[Aim of the task]
Output every entry exactly as it appears.

[Input data]

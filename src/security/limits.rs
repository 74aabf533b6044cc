//! Request body size limits.
//!
//! # Responsibilities
//! - Resolve the maximum body size for a `(method, path)` pair
//! - Hold per-route overrides on top of a global default
//!
//! # Design Decisions
//! - Overrides are checked in registration order, first match wins
//! - Patterns are anchored regexes, the same dialect routes use
//! - Only body-carrying methods may be overridden by contributors

use axum::http::Method;
use regex::Regex;

/// Methods that carry a request body.
pub const BODY_METHODS: [Method; 4] = [Method::POST, Method::PUT, Method::PATCH, Method::DELETE];

pub fn is_body_method(method: &Method) -> bool {
    BODY_METHODS.contains(method)
}

/// A single `(method, pattern, limit)` rule.
#[derive(Debug, Clone)]
pub struct BodySizeOverride {
    method: Method,
    pattern: Regex,
    limit: usize,
}

impl BodySizeOverride {
    pub fn new(method: Method, pattern: &str, limit: usize) -> Result<Self, regex::Error> {
        Ok(Self {
            method,
            pattern: Regex::new(&format!("^(?:{pattern})$"))?,
            limit,
        })
    }

    pub fn method(&self) -> &Method {
        &self.method
    }

    pub fn limit(&self) -> usize {
        self.limit
    }

    /// The pattern as written, without the anchors.
    pub fn pattern(&self) -> &str {
        let raw = self.pattern.as_str();
        raw.strip_prefix("^(?:")
            .and_then(|p| p.strip_suffix(")$"))
            .unwrap_or(raw)
    }

    fn matches(&self, method: &Method, path: &str) -> bool {
        self.method == *method && self.pattern.is_match(path)
    }
}

/// Global default plus ordered overrides.
#[derive(Debug, Clone)]
pub struct BodySizeLimits {
    default: usize,
    overrides: Vec<BodySizeOverride>,
}

impl BodySizeLimits {
    pub fn new(default: usize) -> Self {
        Self {
            default,
            overrides: Vec::new(),
        }
    }

    pub fn push(&mut self, rule: BodySizeOverride) {
        tracing::debug!(
            method = %rule.method,
            pattern = rule.pattern(),
            limit = rule.limit,
            "Body size override registered"
        );
        self.overrides.push(rule);
    }

    pub fn default_limit(&self) -> usize {
        self.default
    }

    pub fn overrides(&self) -> &[BodySizeOverride] {
        &self.overrides
    }

    /// Limit for a request; the default when no override matches.
    pub fn resolve(&self, method: &Method, path: &str) -> usize {
        self.overrides
            .iter()
            .find(|rule| rule.matches(method, path))
            .map(|rule| rule.limit)
            .unwrap_or(self.default)
    }
}

#[cfg(test)]
mod tests {
    use super::*;

    #[test]
    fn first_matching_override_wins() {
        let mut limits = BodySizeLimits::new(100);
        limits.push(BodySizeOverride::new(Method::POST, "/api/files/([^/]*)", 1000).unwrap());
        limits.push(BodySizeOverride::new(Method::POST, "/api/files/.*", 5).unwrap());

        assert_eq!(limits.resolve(&Method::POST, "/api/files/local"), 1000);
        assert_eq!(limits.resolve(&Method::POST, "/api/files/local/sub"), 5);
    }

    #[test]
    fn falls_back_to_default() {
        let mut limits = BodySizeLimits::new(100);
        limits.push(BodySizeOverride::new(Method::POST, "/api/languages", 5000).unwrap());

        assert_eq!(limits.resolve(&Method::PUT, "/api/languages"), 100);
        assert_eq!(limits.resolve(&Method::POST, "/api/languages/extra"), 100);
        assert_eq!(limits.resolve(&Method::POST, "/api/languages"), 5000);
    }

    #[test]
    fn pattern_round_trips_without_anchors() {
        let rule = BodySizeOverride::new(Method::PATCH, "/x/(.*)", 1).unwrap();
        assert_eq!(rule.pattern(), "/x/(.*)");
    }

    #[test]
    fn body_methods() {
        assert!(is_body_method(&Method::DELETE));
        assert!(!is_body_method(&Method::GET));
    }
}
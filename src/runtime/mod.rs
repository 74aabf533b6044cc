//! Runtime helpers shared by request handling and startup.

pub mod pool;

pub use pool::{BlockingPool, PoolError};
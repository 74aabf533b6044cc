//! OS signal handling.
//!
//! # Responsibilities
//! - Listen for SIGTERM and SIGINT (Ctrl+C)
//! - Drive the shutdown coordinator from the runtime, never from signal context
//!
//! # Design Decisions
//! - Uses Tokio's signal streams (async-safe)
//! - A second signal while shutdown is running forces exit

use std::sync::Arc;

use tokio::task::JoinHandle;

use crate::lifecycle::shutdown::ShutdownCoordinator;

/// Exit code for a forced exit on a repeated signal.
pub const FORCED_EXIT_CODE: i32 = 130;

#[cfg(unix)]
async fn next_signal() -> &'static str {
    use tokio::signal::unix::{signal, SignalKind};

    match signal(SignalKind::terminate()) {
        Ok(mut term) => {
            tokio::select! {
                _ = tokio::signal::ctrl_c() => "SIGINT",
                _ = term.recv() => "SIGTERM",
            }
        }
        Err(e) => {
            tracing::error!(error = %e, "Could not install SIGTERM handler, only Ctrl+C is handled");
            let _ = tokio::signal::ctrl_c().await;
            "SIGINT"
        }
    }
}

#[cfg(not(unix))]
async fn next_signal() -> &'static str {
    let _ = tokio::signal::ctrl_c().await;
    "SIGINT"
}

/// Spawn the signal listener. It exits on its own once shutdown completes.
pub fn spawn_signal_handler(coordinator: Arc<ShutdownCoordinator>) -> JoinHandle<()> {
    tokio::spawn(async move {
        tokio::select! {
            signal = next_signal() => {
                tracing::info!(signal, "Received signal, shutting down");
            }
            _ = coordinator.stopped() => return,
        }

        let running = coordinator.clone();
        let shutdown = tokio::spawn(async move {
            running.shutdown().await;
        });

        tokio::select! {
            _ = shutdown => {}
            signal = next_signal() => {
                tracing::warn!(signal, "Received second signal during shutdown, forcing exit");
                std::process::exit(FORCED_EXIT_CODE);
            }
        }
    })
}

[Answer to this exercise]
filename src/security/limits.rs
repository 74aabf533b6044cc
//! Request body size limits.
//!
//! # Responsibilities
//! - Resolve the maximum body size for a `(method, path)` pair
//! - Hold per-route overrides on top of a global default
//!
//! # Design Decisions
//! - Overrides are checked in registration order, first match wins
//! - Patterns are anchored regexes, the same dialect routes use
//! - Only body-carrying methods may be overridden by contributors

use axum::http::Method;
use regex::Regex;

/// Methods that carry a request body.
pub const BODY_METHODS: [Method; 4] = [Method::POST, Method::PUT, Method::PATCH, Method::DELETE];

pub fn is_body_method(method: &Method) -> bool {
    BODY_METHODS.contains(method)
}

/// A single `(method, pattern, limit)` rule.
#[derive(Debug, Clone)]
pub struct BodySizeOverride {
    method: Method,
    pattern: Regex,
    limit: usize,
}

impl BodySizeOverride {
    pub fn new(method: Method, pattern: &str, limit: usize) -> Result<Self, regex::Error> {
        Ok(Self {
            method,
            pattern: Regex::new(&format!("^(?:{pattern})$"))?,
            limit,
        })
    }

    pub fn method(&self) -> &Method {
        &self.method
    }

    pub fn limit(&self) -> usize {
        self.limit
    }

    /// The pattern as written, without the anchors.
    pub fn pattern(&self) -> &str {
        let raw = self.pattern.as_str();
        raw.strip_prefix("^(?:")
            .and_then(|p| p.strip_suffix(")$"))
            .unwrap_or(raw)
    }

    fn matches(&self, method: &Method, path: &str) -> bool {
        self.method == *method && self.pattern.is_match(path)
    }
}

/// Global default plus ordered overrides.
#[derive(Debug, Clone)]
pub struct BodySizeLimits {
    default: usize,
    overrides: Vec<BodySizeOverride>,
}

impl BodySizeLimits {
    pub fn new(default: usize) -> Self {
        Self {
            default,
            overrides: Vec::new(),
        }
    }

    pub fn push(&mut self, rule: BodySizeOverride) {
        tracing::debug!(
            method = %rule.method,
            pattern = rule.pattern(),
            limit = rule.limit,
            "Body size override registered"
        );
        self.overrides.push(rule);
    }

    pub fn default_limit(&self) -> usize {
        self.default
    }

    pub fn overrides(&self) -> &[BodySizeOverride] {
        &self.overrides
    }

    /// Limit for a request; the default when no override matches.
    pub fn resolve(&self, method: &Method, path: &str) -> usize {
        self.overrides
            .iter()
            .find(|rule| rule.matches(method, path))
            .map(|rule| rule.limit)
            .unwrap_or(self.default)
    }
}

#[cfg(test)]
mod tests {
    use super::*;

    #[test]
    fn first_matching_override_wins() {
        let mut limits = BodySizeLimits::new(100);
        limits.push(BodySizeOverride::new(Method::POST, "/api/files/([^/]*)", 1000).unwrap());
        limits.push(BodySizeOverride::new(Method::POST, "/api/files/.*", 5).unwrap());

        assert_eq!(limits.resolve(&Method::POST, "/api/files/local"), 1000);
        assert_eq!(limits.resolve(&Method::POST, "/api/files/local/sub"), 5);
    }

    #[test]
    fn falls_back_to_default() {
        let mut limits = BodySizeLimits::new(100);
        limits.push(BodySizeOverride::new(Method::POST, "/api/languages", 5000).unwrap());

        assert_eq!(limits.resolve(&Method::PUT, "/api/languages"), 100);
        assert_eq!(limits.resolve(&Method::POST, "/api/languages/extra"), 100);
        assert_eq!(limits.resolve(&Method::POST, "/api/languages"), 5000);
    }

    #[test]
    fn pattern_round_trips_without_anchors() {
        let rule = BodySizeOverride::new(Method::PATCH, "/x/(.*)", 1).unwrap();
        assert_eq!(rule.pattern(), "/x/(.*)");
    }

    #[test]
    fn body_methods() {
        assert!(is_body_method(&Method::DELETE));
        assert!(!is_body_method(&Method::GET));
    }
}
filename src/runtime/mod.rs
repository 74aabf533b6044cc
//! Runtime helpers shared by request handling and startup.

pub mod pool;

pub use pool::{BlockingPool, PoolError};
repository 74aabf533b6044cc
//! OS signal handling.
//!
//! # Responsibilities
//! - Listen for SIGTERM and SIGINT (Ctrl+C)
//! - Drive the shutdown coordinator from the runtime, never from signal context
//!
//! # Design Decisions
//! - Uses Tokio's signal streams (async-safe)
//! - A second signal while shutdown is running forces exit

use std::sync::Arc;

use tokio::task::JoinHandle;

use crate::lifecycle::shutdown::ShutdownCoordinator;

/// Exit code for a forced exit on a repeated signal.
pub const FORCED_EXIT_CODE: i32 = 130;

#[cfg(unix)]
async fn next_signal() -> &'static str {
    use tokio::signal::unix::{signal, SignalKind};

    match signal(SignalKind::terminate()) {
        Ok(mut term) => {
            tokio::select! {
                _ = tokio::signal::ctrl_c() => "SIGINT",
                _ = term.recv() => "SIGTERM",
            }
        }
        Err(e) => {
            tracing::error!(error = %e, "Could not install SIGTERM handler, only Ctrl+C is handled");
            let _ = tokio::signal::ctrl_c().await;
            "SIGINT"
        }
    }
}

#[cfg(not(unix))]
async fn next_signal() -> &'static str {
    let _ = tokio::signal::ctrl_c().await;
    "SIGINT"
}

/// Spawn the signal listener. It exits on its own once shutdown completes.
pub fn spawn_signal_handler(coordinator: Arc<ShutdownCoordinator>) -> JoinHandle<()> {
    tokio::spawn(async move {
        tokio::select! {
            signal = next_signal() => {
                tracing::info!(signal, "Received signal, shutting down");
            }
            _ = coordinator.stopped() => return,
        }

        let running = coordinator.clone();
        let shutdown = tokio::spawn(async move {
            running.shutdown().await;
        });

        tokio::select! {
            _ = shutdown => {}
            signal = next_signal() => {
                tracing::warn!(signal, "Received second signal during shutdown, forcing exit");
                std::process::exit(FORCED_EXIT_CODE);
            }
        }
    })
}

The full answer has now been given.